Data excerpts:

//! Shared test doubles.

use std::collections::{HashMap, VecDeque};
use std::sync::{Arc, Mutex};

use async_trait::async_trait;
use tokio::time::Instant;

use crate::transport::{CredentialCheck, SendOutcome, Transport};

/// Scripted transport: per-destination outcome queues, recorded attempt
/// times, and a configurable outcome once a script runs dry.
///
/// The default dry outcome is [`SendOutcome::Forbidden`]: loops settle into
/// quiet fixed holds instead of racing the paused clock with endless sends,
/// which keeps counter assertions exact.
pub(crate) struct FakeTransport {
    scripts: Mutex<HashMap<String, VecDeque<SendOutcome>>>,
    attempts: Mutex<HashMap<String, Vec<Instant>>>,
    dry: SendOutcome,
}

impl FakeTransport {
    /// Transport whose exhausted scripts yield `Forbidden`.
    pub fn quiet() -> Arc<Self> {
        Arc::new(Self {
            scripts: Mutex::new(HashMap::new()),
            attempts: Mutex::new(HashMap::new()),
            dry: SendOutcome::Forbidden,
        })
    }

    /// Queues outcomes for one destination.
    pub fn script(&self, destination: &str, outcomes: impl IntoIterator<Item = SendOutcome>) {
        self.scripts
            .lock()
            .expect("scripts poisoned")
            .entry(destination.to_string())
            .or_default()
            .extend(outcomes);
    }

    /// Number of delivery attempts observed for one destination.
    pub fn attempts(&self, destination: &str) -> usize {
        self.attempts
            .lock()
            .expect("attempts poisoned")
            .get(destination)
            .map(Vec::len)
            .unwrap_or(0)
    }

    /// Timestamps of every attempt on one destination, in order.
    pub fn attempt_times(&self, destination: &str) -> Vec<Instant> {
        self.attempts
            .lock()
            .expect("attempts poisoned")
            .get(destination)
            .cloned()
            .unwrap_or_default()
    }

    /// Total attempts across all destinations.
    pub fn total_attempts(&self) -> usize {
        self.attempts
            .lock()
            .expect("attempts poisoned")
            .values()
            .map(Vec::len)
            .sum()
    }
}

#[async_trait]
impl Transport for FakeTransport {
    async fn deliver(&self, _credential: &str, destination: &str, _payload: &str) -> SendOutcome {
        self.attempts
            .lock()
            .expect("attempts poisoned")
            .entry(destination.to_string())
            .or_default()
            .push(Instant::now());
        self.scripts
            .lock()
            .expect("scripts poisoned")
            .get_mut(destination)
            .and_then(VecDeque::pop_front)
            .unwrap_or_else(|| self.dry.clone())
    }

    async fn lookup_label(&self, _credential: &str, _destination: &str) -> Option<String> {
        None
    }

    async fn validate_credential(&self, credential: &str) -> CredentialCheck {
        CredentialCheck {
            valid: !credential.is_empty(),
            username: Some("tester".to_string()),
            discriminator: Some("0001".to_string()),
        }
    }
}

◆ Prompt: Exactly as they stand, write out all of the entries.

◆ Written solution:
//! Shared test doubles.

use std::collections::{HashMap, VecDeque};
use std::sync::{Arc, Mutex};

use async_trait::async_trait;
use tokio::time::Instant;

use crate::transport::{CredentialCheck, SendOutcome, Transport};

/// Scripted transport: per-destination outcome queues, recorded attempt
/// times, and a configurable outcome once a script runs dry.
///
/// The default dry outcome is [`SendOutcome::Forbidden`]: loops settle into
/// quiet fixed holds instead of racing the paused clock with endless sends,
/// which keeps counter assertions exact.
pub(crate) struct FakeTransport {
    scripts: Mutex<HashMap<String, VecDeque<SendOutcome>>>,
    attempts: Mutex<HashMap<String, Vec<Instant>>>,
    dry: SendOutcome,
}

impl FakeTransport {
    /// Transport whose exhausted scripts yield `Forbidden`.
    pub fn quiet() -> Arc<Self> {
        Arc::new(Self {
            scripts: Mutex::new(HashMap::new()),
            attempts: Mutex::new(HashMap::new()),
            dry: SendOutcome::Forbidden,
        })
    }

    /// Queues outcomes for one destination.
    pub fn script(&self, destination: &str, outcomes: impl IntoIterator<Item = SendOutcome>) {
        self.scripts
            .lock()
            .expect("scripts poisoned")
            .entry(destination.to_string())
            .or_default()
            .extend(outcomes);
    }

    /// Number of delivery attempts observed for one destination.
    pub fn attempts(&self, destination: &str) -> usize {
        self.attempts
            .lock()
            .expect("attempts poisoned")
            .get(destination)
            .map(Vec::len)
            .unwrap_or(0)
    }

    /// Timestamps of every attempt on one destination, in order.
    pub fn attempt_times(&self, destination: &str) -> Vec<Instant> {
        self.attempts
            .lock()
            .expect("attempts poisoned")
            .get(destination)
            .cloned()
            .unwrap_or_default()
    }

    /// Total attempts across all destinations.
    pub fn total_attempts(&self) -> usize {
        self.attempts
            .lock()
            .expect("attempts poisoned")
            .values()
            .map(Vec::len)
            .sum()
    }
}

#[async_trait]
impl Transport for FakeTransport {
    async fn deliver(&self, _credential: &str, destination: &str, _payload: &str) -> SendOutcome {
        self.attempts
            .lock()
            .expect("attempts poisoned")
            .entry(destination.to_string())
            .or_default()
            .push(Instant::now());
        self.scripts
            .lock()
            .expect("scripts poisoned")
            .get_mut(destination)
            .and_then(VecDeque::pop_front)
            .unwrap_or_else(|| self.dry.clone())
    }

    async fn lookup_label(&self, _credential: &str, _destination: &str) -> Option<String> {
        None
    }

    async fn validate_credential(&self, credential: &str) -> CredentialCheck {
        CredentialCheck {
            valid: !credential.is_empty(),
            username: Some("tester".to_string()),
            discriminator: Some("0001".to_string()),
        }
    }
}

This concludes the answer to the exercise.